Secondary materials (book, article, video documentary, etc.) needed
  • Mark Carnes & John Garraty, The American Nation: A History of the United States, 11th edition (2003), chapter 14
Primary sources needed (document, photograph, artifact, diary or letter, audio or visual recording, etc.) needed
  • All of the editorial cartoons used in this lesson can be found online at the “HarpWeek: Explore History” website (  Click on the link for “The Presidential Elections” and choose the Election of 1860.
    • “The Union Must and Shall be Preserved”
    • “Grand National Union Banner for 1860”

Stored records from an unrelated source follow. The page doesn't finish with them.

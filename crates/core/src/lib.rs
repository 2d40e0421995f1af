//! `jobkit-core` — the job contract shared by every execution backend.
//!
//! This crate contains **no execution machinery**. It defines:
//! - the status value backends publish (`JobStatus`, `RunningStatus`)
//! - the delta-parameter reintegration step (`DeltaParameters`)
//! - the result-retrieval contract (`Job::get_results`)
//!
//! Backends (in-process, remote) embed a [`JobCore`] and implement [`Job`].

pub mod error;
pub mod id;
pub mod job;
pub mod params;
pub mod results;
pub mod status;

pub use error::{JobError, JobResult};
pub use id::JobId;
pub use job::{CancelOutcome, Job, JobConfig, JobCore, ResultMapping};
pub use params::{Args, DeltaParameters, DeltaValue, Kwargs, Reintegration};
pub use results::JobResults;
pub use status::{JobStatus, RunningStatus};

    • “Black Republican Argument”
    • “An Heir to the Throne”
    • “The Boat that Rides in Safety”
    • “Our Political Snake-Charmer”
    • “[Dividing the] National [Map]”
    • “Progressive Democracy – Prospect of a Smash Up”

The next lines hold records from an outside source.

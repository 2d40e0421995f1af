//! The job contract and the state every backend embeds.

use std::sync::{Arc, Mutex, MutexGuard, PoisonError};

use serde_json::Value as JsonValue;
use tracing::debug;

use crate::error::{JobError, JobResult};
use crate::id::JobId;
use crate::params::{Args, DeltaParameters, DeltaValue, Kwargs};
use crate::results::JobResults;
use crate::status::{JobStatus, RunningStatus};

/// Post-processing step applied to raw results on successful retrieval.
///
/// Receives the raw `results` value and the captured delta parameters as keyword
/// arguments. Must be pure: retrieval relies on it being deterministic.
pub type ResultMapping = Arc<dyn Fn(JsonValue, &Kwargs) -> Result<JsonValue, String> + Send + Sync>;

/// Everything needed to build a job.
///
/// `W` is the backend's unit of work: a callable for local execution, a command
/// name for remote execution.
pub struct JobConfig<W> {
    pub work: W,
    pub result_mapping: Option<ResultMapping>,
    pub delta_parameters: DeltaParameters,
}

impl<W> JobConfig<W> {
    pub fn new(work: W) -> Self {
        Self {
            work,
            result_mapping: None,
            delta_parameters: DeltaParameters::new(),
        }
    }

    pub fn with_result_mapping<F>(mut self, mapping: F) -> Self
    where
        F: Fn(JsonValue, &Kwargs) -> Result<JsonValue, String> + Send + Sync + 'static,
    {
        self.result_mapping = Some(Arc::new(mapping));
        self
    }

    pub fn with_delta_parameters(mut self, delta_parameters: DeltaParameters) -> Self {
        self.delta_parameters = delta_parameters;
        self
    }

    /// Capture `name` from the call site when the job is executed.
    pub fn defer(mut self, name: impl Into<String>) -> Self {
        self.delta_parameters.insert(name, DeltaValue::Pending);
        self
    }

    /// Pin `name` to `value`; it is injected into the call's keyword arguments.
    pub fn fix(mut self, name: impl Into<String>, value: JsonValue) -> Self {
        self.delta_parameters.insert(name, DeltaValue::Fixed(value));
        self
    }

    /// Split into the unit of work and the shared job state.
    pub fn into_parts(self) -> (W, JobCore) {
        let core = JobCore {
            result_mapping: self.result_mapping,
            state: Mutex::new(CoreState {
                id: None,
                delta: self.delta_parameters,
                delta_generation: 0,
                status: JobStatus::new(),
                raw: None,
                mapped: false,
                cancel_requested: false,
            }),
        };
        (self.work, core)
    }
}

impl<W: core::fmt::Debug> core::fmt::Debug for JobConfig<W> {
    fn fmt(&self, f: &mut core::fmt::Formatter<'_>) -> core::fmt::Result {
        f.debug_struct("JobConfig")
            .field("work", &self.work)
            .field("result_mapping", &self.result_mapping.is_some())
            .field("delta_parameters", &self.delta_parameters)
            .finish()
    }
}

/// Shared job state: identifier, delta parameters, status and raw results.
///
/// Status and raw results sit behind one lock and are published together, so a
/// reader never sees a completed status without the matching result.
pub struct JobCore {
    result_mapping: Option<ResultMapping>,
    state: Mutex<CoreState>,
}

struct CoreState {
    id: Option<JobId>,
    delta: DeltaParameters,
    delta_generation: u64,
    status: JobStatus,
    raw: Option<JobResults>,
    /// Set once the mapping function has been applied to `raw`.
    mapped: bool,
    cancel_requested: bool,
}

/// What [`JobCore::request_cancel`] did.
#[derive(Debug, Copy, Clone, PartialEq, Eq)]
pub enum CancelOutcome {
    /// The job had not started and is now `Cancelled`.
    Cancelled,
    /// The job is running. The request is recorded and the job will end `Cancelled`
    /// unless its backend reports another terminal state first.
    Requested,
    /// The job had already reached a terminal state.
    Finished,
}

impl JobCore {
    fn lock(&self) -> MutexGuard<'_, CoreState> {
        self.state.lock().unwrap_or_else(PoisonError::into_inner)
    }

    pub fn id(&self) -> Option<JobId> {
        self.lock().id
    }

    /// Assign the identifier. Identifiers are immutable once set.
    pub fn assign_id(&self, id: JobId) -> JobResult<()> {
        let mut state = self.lock();
        if state.id.is_some() {
            return Err(JobError::IdAlreadyAssigned);
        }
        state.id = Some(id);
        Ok(())
    }

    /// Current delta map (captured values after execution).
    pub fn delta_parameters(&self) -> DeltaParameters {
        self.lock().delta.clone()
    }

    /// Number of times the delta map has been replaced.
    pub fn delta_generation(&self) -> u64 {
        self.lock().delta_generation
    }

    /// Reintegrate delta parameters into the call arguments and swap in the new map.
    ///
    /// On error the stored map is left as it was.
    pub fn adapt_parameters(&self, args: Args, kwargs: Kwargs) -> JobResult<(Args, Kwargs)> {
        let mut state = self.lock();
        let out = state.delta.reintegrate(args, kwargs)?;
        state.delta = out.delta;
        state.delta_generation += 1;
        debug!(
            job_id = ?state.id,
            generation = state.delta_generation,
            captured = state.delta.len(),
            "delta parameters reintegrated"
        );
        Ok((out.args, out.kwargs))
    }

    /// Snapshot of the stored status.
    pub fn status(&self) -> JobStatus {
        self.lock().status.clone()
    }

    /// Reintegrate the call arguments and move to `Running`, atomically.
    ///
    /// Fails with `AlreadyStarted` (delta untouched) if the job left `Waiting`, and
    /// with `InsufficientArguments` (status untouched) if reintegration fails.
    pub fn start(&self, args: Args, kwargs: Kwargs) -> JobResult<(Args, Kwargs)> {
        let mut state = self.lock();
        if state.status.state() != RunningStatus::Waiting {
            return Err(JobError::AlreadyStarted);
        }
        let out = state.delta.reintegrate(args, kwargs)?;
        state.status.start_run()?;
        state.delta = out.delta;
        state.delta_generation += 1;
        debug!(
            job_id = ?state.id,
            generation = state.delta_generation,
            captured = state.delta.len(),
            "job started"
        );
        Ok((out.args, out.kwargs))
    }

    /// Claim the job for execution: `Waiting -> Running`.
    pub fn begin(&self) -> JobResult<()> {
        let mut state = self.lock();
        if state.status.state() != RunningStatus::Waiting {
            return Err(JobError::AlreadyStarted);
        }
        state.status.start_run()
    }

    /// Cancel a waiting job, or record a cancellation request for a running one.
    pub fn request_cancel(&self) -> CancelOutcome {
        let mut state = self.lock();
        match state.status.state() {
            RunningStatus::Waiting => match state.status.cancel() {
                Ok(()) => {
                    debug!(job_id = ?state.id, "job cancelled before start");
                    CancelOutcome::Cancelled
                }
                Err(_) => CancelOutcome::Finished,
            },
            RunningStatus::Running => {
                state.cancel_requested = true;
                CancelOutcome::Requested
            }
            _ => CancelOutcome::Finished,
        }
    }

    /// Consume a pending cancellation request. Returns `true` at most once per request.
    pub fn take_cancel_request(&self) -> bool {
        std::mem::take(&mut self.lock().cancel_requested)
    }

    /// Publish the outcome of a run, raw results and status in one step, honouring a
    /// cancellation requested meanwhile.
    ///
    /// The request is checked under the same lock the outcome is published with, so a
    /// [`request_cancel`](Self::request_cancel) that returned `Requested` always wins.
    pub fn publish_outcome(&self, outcome: Result<JobResults, String>) -> JobResult<RunningStatus> {
        let mut state = self.lock();
        if state.cancel_requested {
            state.status.cancel()?;
            debug!(job_id = ?state.id, "job cancelled, outcome discarded");
            return Ok(RunningStatus::Cancelled);
        }
        match outcome {
            Ok(results) => {
                state.status.succeed()?;
                state.raw = Some(results);
                state.mapped = false;
                debug!(job_id = ?state.id, "job succeeded");
                Ok(RunningStatus::Success)
            }
            Err(message) => {
                debug!(job_id = ?state.id, error = %message, "job failed");
                state.status.fail(message)?;
                Ok(RunningStatus::Error)
            }
        }
    }

    pub fn publish_failure(&self, message: impl Into<String>) -> JobResult<()> {
        let mut state = self.lock();
        let message = message.into();
        state.status.fail(message.clone())?;
        debug!(job_id = ?state.id, error = %message, "job failed");
        Ok(())
    }

    /// Replace the stored status with a snapshot reported by a backend.
    ///
    /// A stored terminal status is never overwritten, and a `Waiting` snapshot does not
    /// move a running job back (a queued remote job still counts as started). A
    /// `Success` snapshot must come with its results.
    pub fn publish_status(&self, status: JobStatus, results: Option<JobResults>) -> JobResult<()> {
        let mut state = self.lock();
        if state.status.completed() {
            return Ok(());
        }
        if state.status.state() == RunningStatus::Running && status.state() == RunningStatus::Waiting {
            return Ok(());
        }
        if status.state() == RunningStatus::Success {
            let results = results
                .ok_or_else(|| JobError::backend("success reported without results"))?;
            state.raw = Some(results);
            state.mapped = false;
        }
        state.status = status;
        Ok(())
    }

    /// Raw results with the mapping function applied.
    ///
    /// The mapping runs at most once; later calls return the cached mapped container.
    /// A mapping error leaves the raw results untouched.
    fn mapped_results(&self) -> JobResult<JobResults> {
        let mut state = self.lock();
        let state = &mut *state;
        let raw = state
            .raw
            .as_mut()
            .ok_or_else(|| JobError::backend("job completed without publishing results"))?;

        if let Some(mapping) = &self.result_mapping {
            if !state.mapped {
                let kwargs = state.delta.as_kwargs();
                raw.results = mapping(raw.results.clone(), &kwargs).map_err(JobError::Mapping)?;
                state.mapped = true;
            }
        }

        Ok(raw.clone())
    }
}

impl core::fmt::Debug for JobCore {
    fn fmt(&self, f: &mut core::fmt::Formatter<'_>) -> core::fmt::Result {
        let state = self.lock();
        f.debug_struct("JobCore")
            .field("id", &state.id)
            .field("status", &state.status.state())
            .field("delta", &state.delta)
            .field("result_mapping", &self.result_mapping.is_some())
            .finish()
    }
}

/// A handle to deferred computation with queryable status and retrievable results.
///
/// Backends implement execution and status; retrieval is shared.
pub trait Job: Send + Sync {
    fn core(&self) -> &JobCore;

    /// Current status. Must not change completion state or results.
    fn status(&self) -> JobStatus;

    /// Run to completion and return the (mapped) results.
    fn execute_sync(&self, args: Args, kwargs: Kwargs) -> JobResult<JobResults>;

    /// Start execution without waiting for it.
    fn execute_async(&self, args: Args, kwargs: Kwargs) -> JobResult<()>;

    fn id(&self) -> Option<JobId> {
        self.core().id()
    }

    fn is_completed(&self) -> bool {
        self.status().completed()
    }

    /// Calling a job runs it synchronously.
    fn call(&self, args: Args, kwargs: Kwargs) -> JobResult<JobResults> {
        self.execute_sync(args, kwargs)
    }

    /// Results of a finished job.
    ///
    /// Fails with `NotCompleted` while the job is not terminal and with
    /// `ExecutionFailed` if it ended in `Error` or `Cancelled`.
    fn get_results(&self) -> JobResult<JobResults> {
        let status = self.status();
        if !status.completed() {
            return Err(JobError::NotCompleted);
        }
        match status.state() {
            RunningStatus::Success => self.core().mapped_results(),
            RunningStatus::Cancelled => Err(JobError::execution_failed(
                RunningStatus::Cancelled,
                "job was cancelled",
            )),
            state => {
                let message = status.stop_message().unwrap_or("job failed without a stop message");
                Err(JobError::execution_failed(state, message))
            }
        }
    }
}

    • “Columbia and Her Suitors”
  • The party platforms used in the Election of 1860 can be accessed at the website of “The American Presidency Project” (  Click on “Documents” at the top of the homepage, and then select “Platforms” from the link on the left side of the webpage.  
Technology Required

LCD Projector, screen, computer with PowerPoint software

Fully describe the activity or assignment in detail. What will both the teacher and the students do?
  1. Prior to the day’s lesson, the students will be responsible for completing their homework for The American Nation, chapter 14 and for reading the party platforms of the Republican, Northern Democratic, Southern Democratic (Breckenridge Faction) and Constitutional Union parties.
  2. Start the lesson by identifying the major issues of the 1850s.  This will help set the stage for the analysis of the editorial cartoons from the Election of 1860.
  3. Discuss the key features of an editorial cartoon with the students.  Be sure each student understands the following terms: stereotype, satire, caricature, and exaggeration.
  4. Divide the students into pairs (or groups of 3 if you have a large class).  Give each pair one editorial cartoon from the list mentioned above.  Give each pair 5-10 minutes to analyze the cartoon, using the APPARTS strategy.  Students should concentrate on identifying the major issues, compare the cartoon to the party platforms, and analyze the cartoonist’s point of view.
  5. After each pair has had adequate time to analyze its cartoon, bring the entire class back together.  The teacher will then project an image of each cartoon onto the screen with the LCD projector.  The pair responsible for analyzing each cartoon will walk their classmates through their analysis and tie the cartoon back to the party platforms, sectionalism and the issues of the 1850s.
  6. Once each pair has presented, ask the students to assess the mood of the nation as reflected in these editorial cartoons.  What new information did they learn?  What information was missing?  What was the level of optimism and/or angst in the nation in 1860?
  7. Conclude the lesson by projecting an Electoral College map of the Election of 1860 onto the screen.  An excellent version of the map can be found on the website of The American Presidency Project (  Click on “Elections” at the top of the homepage and then select the Election of 1860.  Use this information while discussing the Secession Crisis and the Crittenden Compromise.
Assessment: fully explain the assessment method in detail or create and attach a scoring guide
  • The test over the Civil War era will include an editorial cartoon not previously seen in class.  The students will be asked to analyze the cartoon using the APPARTS strategy and identify how the cartoon addressed the major issues and/or events of the Civil War era, including an analysis of the cartoonist’s point of view.